Les 2,56 millions d'électeurs uruguayens, sur une population totale
d'environ 3,4 millions, ont décidé le 25 octobre de renvoyer l'élection de leur
chef d'Etat à fin novembre, aucun candidat à la charge suprême n'ayant obtenu
la majorité absolue au premier tour. L'ex-guérillero Jose «Pepe» Mujica se
détache en tête avec 47,49% des suffrages exprimés sous l'étiquette du «Frente
Amplio» (Front élargi), le parti qui gouverne à gauche le pays depuis cinq ans.
Suivent le candidat du Parti national («blancos»), Luis Alberto Lacalle
(28,53%) - un ex-président de la République -, et Pedro Bordaberry (16,66),
représentant les «Colorados», tous deux se situant à droite.

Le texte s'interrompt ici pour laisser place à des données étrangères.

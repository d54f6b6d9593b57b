//! Correlation types for run tracking and tracing
//!
//! Every compare or sync invocation gets a [`RunId`] so that the log lines
//! of one run can be grouped, even when several runs share a process.

use serde::{Deserialize, Serialize};
use uuid::Uuid;

/// Unique identifier for a single compare or sync run
#[derive(Debug, Clone, PartialEq, Eq, Hash, Serialize, Deserialize)]
pub struct RunId(String);

impl RunId {
    /// Generate a new RunId using UUIDv7 (time-ordered)
    pub fn new() -> Self {
        Self(Uuid::now_v7().to_string())
    }

    /// Get the string representation
    pub fn as_str(&self) -> &str {
        &self.0
    }

    /// Create from an existing string (for deserialization)
    pub fn from_string(s: String) -> Self {
        Self(s)
    }
}

impl Default for RunId {
    fn default() -> Self {
        Self::new()
    }
}

impl std::fmt::Display for RunId {
    fn fmt(&self, f: &mut std::fmt::Formatter<'_>) -> std::fmt::Result {
        write!(f, "{}", self.0)
    }
}

/// Trace identifier supplied by a caller that embeds schemasync in a larger flow
#[derive(Debug, Clone, PartialEq, Eq, Hash, Serialize, Deserialize)]
pub struct TraceId(String);

impl TraceId {
    pub fn new() -> Self {
        Self(Uuid::now_v7().to_string())
    }

    pub fn as_str(&self) -> &str {
        &self.0
    }

    pub fn from_string(s: String) -> Self {
        Self(s)
    }
}

impl Default for TraceId {
    fn default() -> Self {
        Self::new()
    }
}

impl std::fmt::Display for TraceId {
    fn fmt(&self, f: &mut std::fmt::Formatter<'_>) -> std::fmt::Result {
        write!(f, "{}", self.0)
    }
}

/// Context carried through one run for log correlation
#[derive(Debug, Clone)]
pub struct RunContext {
    pub run_id: RunId,
    pub trace_id: Option<TraceId>,
}

impl RunContext {
    /// Create a new context with a fresh RunId
    pub fn new() -> Self {
        Self {
            run_id: RunId::new(),
            trace_id: None,
        }
    }

    /// Create a context with an existing RunId
    pub fn with_run_id(run_id: RunId) -> Self {
        Self {
            run_id,
            trace_id: None,
        }
    }

    /// Attach a caller-supplied TraceId
    pub fn with_trace_id(mut self, trace_id: TraceId) -> Self {
        self.trace_id = Some(trace_id);
        self
    }
}

impl Default for RunContext {
    fn default() -> Self {
        Self::new()
    }
}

Déçus d'avoir
échoué au premier tour, Jose Mujica et l'ensemble de la gauche qui le soutient
se préparent à faire front aux partis traditionnels «blanco» et «colorado» qui
vont sans doute unir leurs efforts en faveur de Luis Lacalle.

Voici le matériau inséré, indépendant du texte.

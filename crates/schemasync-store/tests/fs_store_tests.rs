#![allow(clippy::unwrap_used, clippy::expect_used)]

mod common;

use schemasync_core::contracts::{SchemaWriter, SnapshotProvider};
use schemasync_core::errors::ExErrorKind;
use schemasync_core::model::ObjectKind;
use schemasync_core::policy::WriteOptions;
use schemasync_store::FsSchemaStore;
use tempfile::TempDir;

use common::{function, table};

#[tokio::test]
async fn test_write_load_round_trip() {
    let dir = TempDir::new().unwrap();
    let store = FsSchemaStore::create(dir.path()).await.unwrap();
    let options = WriteOptions::default();

    let events = table("Events", &[("Timestamp", "datetime")]);
    let recent = function("RecentEvents", "Events | take 10");
    store.create_or_alter(&events, &options).await.unwrap();
    store.create_or_alter(&recent, &options).await.unwrap();

    assert!(dir.path().join("tables/Events.json").exists());
    assert!(dir.path().join("functions/RecentEvents.json").exists());

    let reopened = FsSchemaStore::open(dir.path()).await.unwrap();
    let snapshot = reopened.load_snapshot().await.unwrap();
    assert_eq!(snapshot.get(ObjectKind::Table, "Events"), Some(&events));
    assert_eq!(snapshot.get(ObjectKind::Function, "RecentEvents"), Some(&recent));
}

#[tokio::test]
async fn test_alter_overwrites_and_repeat_is_idempotent() {
    let dir = TempDir::new().unwrap();
    let store = FsSchemaStore::create(dir.path()).await.unwrap();
    let options = WriteOptions::default();

    store
        .create_or_alter(&table("T", &[("A", "long")]), &options)
        .await
        .unwrap();
    let altered = table("T", &[("A", "long"), ("B", "string")]);
    store.create_or_alter(&altered, &options).await.unwrap();
    store.create_or_alter(&altered, &options).await.unwrap();

    let snapshot = store.load_snapshot().await.unwrap();
    assert_eq!(snapshot.len(), 1);
    assert_eq!(snapshot.get(ObjectKind::Table, "T"), Some(&altered));
}

#[tokio::test]
async fn test_delete_removes_file_and_missing_delete_is_not_found() {
    let dir = TempDir::new().unwrap();
    let store = FsSchemaStore::create(dir.path()).await.unwrap();
    store
        .create_or_alter(&function("F", "print 1"), &WriteOptions::default())
        .await
        .unwrap();

    store.delete(ObjectKind::Function, "F").await.unwrap();
    assert!(!dir.path().join("functions/F.json").exists());

    let err = store.delete(ObjectKind::Function, "F").await.unwrap_err();
    assert_eq!(err.kind(), ExErrorKind::NotFound);
}

#[tokio::test]
async fn test_path_escaping_name_rejected() {
    let dir = TempDir::new().unwrap();
    let store = FsSchemaStore::create(dir.path()).await.unwrap();
    let err = store
        .create_or_alter(&table("../outside", &[]), &WriteOptions::default())
        .await
        .unwrap_err();
    assert_eq!(err.kind(), ExErrorKind::InvalidInput);
    assert!(!dir.path().join("outside.json").exists());
}

#[tokio::test]
async fn test_empty_function_body_rejected_when_validating() {
    let dir = TempDir::new().unwrap();
    let store = FsSchemaStore::create(dir.path()).await.unwrap();
    let err = store
        .create_or_alter(&function("F", ""), &WriteOptions::default())
        .await
        .unwrap_err();
    assert_eq!(err.kind(), ExErrorKind::InvalidDefinition);
    assert!(store.load_snapshot().await.unwrap().is_empty());
}

#[tokio::test]
async fn test_corrupt_definition_file_reports_object() {
    let dir = TempDir::new().unwrap();
    let store = FsSchemaStore::create(dir.path()).await.unwrap();
    std::fs::write(dir.path().join("tables/Broken.json"), "{ not json").unwrap();

    let err = store.load_snapshot().await.unwrap_err();
    assert_eq!(err.kind(), ExErrorKind::Serialization);
    assert_eq!(err.object_name(), Some("Broken"));
}

#[tokio::test]
async fn test_store_without_kind_dirs_loads_empty() {
    let dir = TempDir::new().unwrap();
    let store = FsSchemaStore::open(dir.path()).await.unwrap();
    assert!(store.load_snapshot().await.unwrap().is_empty());
}

#[tokio::test]
async fn test_definition_file_with_unwritable_name_fails_load() {
    let dir = TempDir::new().unwrap();
    let store = FsSchemaStore::create(dir.path()).await.unwrap();
    let path = dir.path().join("tables/v1..old.json");
    std::fs::write(&path, "{}").unwrap();

    let err = store.load_snapshot().await.unwrap_err();
    assert_eq!(err.kind(), ExErrorKind::InvalidInput);
    assert_eq!(err.op(), Some("load_store"));
    assert_eq!(err.object_name(), Some("v1..old"));
    assert!(err.message().contains(&path.display().to_string()));

    // every name the loader accepts can be deleted again
    std::fs::remove_file(&path).unwrap();
    store
        .create_or_alter(&table("v1_old", &[]), &WriteOptions::default())
        .await
        .unwrap();
    let snapshot = store.load_snapshot().await.unwrap();
    for object in snapshot.iter() {
        store.delete(object.kind(), object.name()).await.unwrap();
    }
    assert!(store.load_snapshot().await.unwrap().is_empty());
}

#[tokio::test]
async fn test_wrong_case_extension_is_skipped() {
    let dir = TempDir::new().unwrap();
    let store = FsSchemaStore::create(dir.path()).await.unwrap();
    std::fs::write(dir.path().join("tables/Events.JSON"), "{}").unwrap();

    assert!(store.load_snapshot().await.unwrap().is_empty());
}
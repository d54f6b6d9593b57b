//! Reconciliation policy
//!
//! Controls which differences are applied and how failures are handled.
//! Defaults are conservative: target-only objects are left in place, and the
//! run stops at the first failure.

use serde::{Deserialize, Serialize};

/// What to do when applying one difference fails
#[derive(Debug, Clone, Copy, Default, PartialEq, Eq, Serialize, Deserialize)]
#[serde(rename_all = "snake_case")]
pub enum FailureMode {
    /// Stop at the first failure; later differences are not attempted
    #[default]
    FailFast,
    /// Attempt every difference, then report all failures together
    ContinueOnError,
}

/// Options forwarded to the schema writer on create-or-alter
#[derive(Debug, Clone, Copy, PartialEq, Eq, Serialize, Deserialize)]
#[serde(default)]
pub struct WriteOptions {
    /// Ask the target to validate function bodies before storing them
    pub validate_functions: bool,
    /// Store definitions in human-readable form where the target supports it
    pub pretty: bool,
}

impl Default for WriteOptions {
    fn default() -> Self {
        Self {
            validate_functions: true,
            pretty: true,
        }
    }
}

#[derive(Debug, Clone, Copy, Default, PartialEq, Eq, Serialize, Deserialize)]
#[serde(default)]
pub struct SyncPolicy {
    /// Delete objects that exist only in the target
    pub allow_delete: bool,
    pub failure_mode: FailureMode,
    pub write_options: WriteOptions,
}

impl SyncPolicy {
    pub fn with_allow_delete(mut self, allow_delete: bool) -> Self {
        self.allow_delete = allow_delete;
        self
    }

    pub fn with_failure_mode(mut self, failure_mode: FailureMode) -> Self {
        self.failure_mode = failure_mode;
        self
    }

    pub fn with_write_options(mut self, write_options: WriteOptions) -> Self {
        self.write_options = write_options;
        self
    }
}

Le premier tour de ces élections
présidentielles eut lieu alors que le pays est sur le point de conclure un
cycle de cinq ans sous la direction du Dr Tabare Vasquez, un éminent
cancérologue, militant socialiste, qui sut forcer le respect de la majorité de
ses concitoyens. Plus de 60% de ceux-ci, selon les derniers sondages,
s'estiment satisfaits des achèvements socio-économiques atteints sous le mandat
du Président Vasquez qui ne peut se représenter car la Constitution ne permet pas
la réélection immédiate. Dans un pays respectueux de l'Etat de droit et de ses
institutions, il ne fut jamais question de toucher à la charte suprême pour
perdurer au pouvoir.
Le PBI de l'Uruguay a connu une
croissance de 30% depuis 2008, le commerce extérieur ayant augmenté pour sa
part de 31,8%. La dette publique a baissé de 53 à 38% du PBI. Les
investissements se sont élevés cette année-là à deux milliards de dollars grâce
au développement du secteur agricole, de l'industrie forestière et de la commercialisation
des viandes attirant les capitaux de la région, notamment d'Argentine, du
Brésil, du Chili. Cette euphorie économique, provoquée par l'unique
gouvernement de gauche de l'histoire du pays, permet au «Frente Amplio»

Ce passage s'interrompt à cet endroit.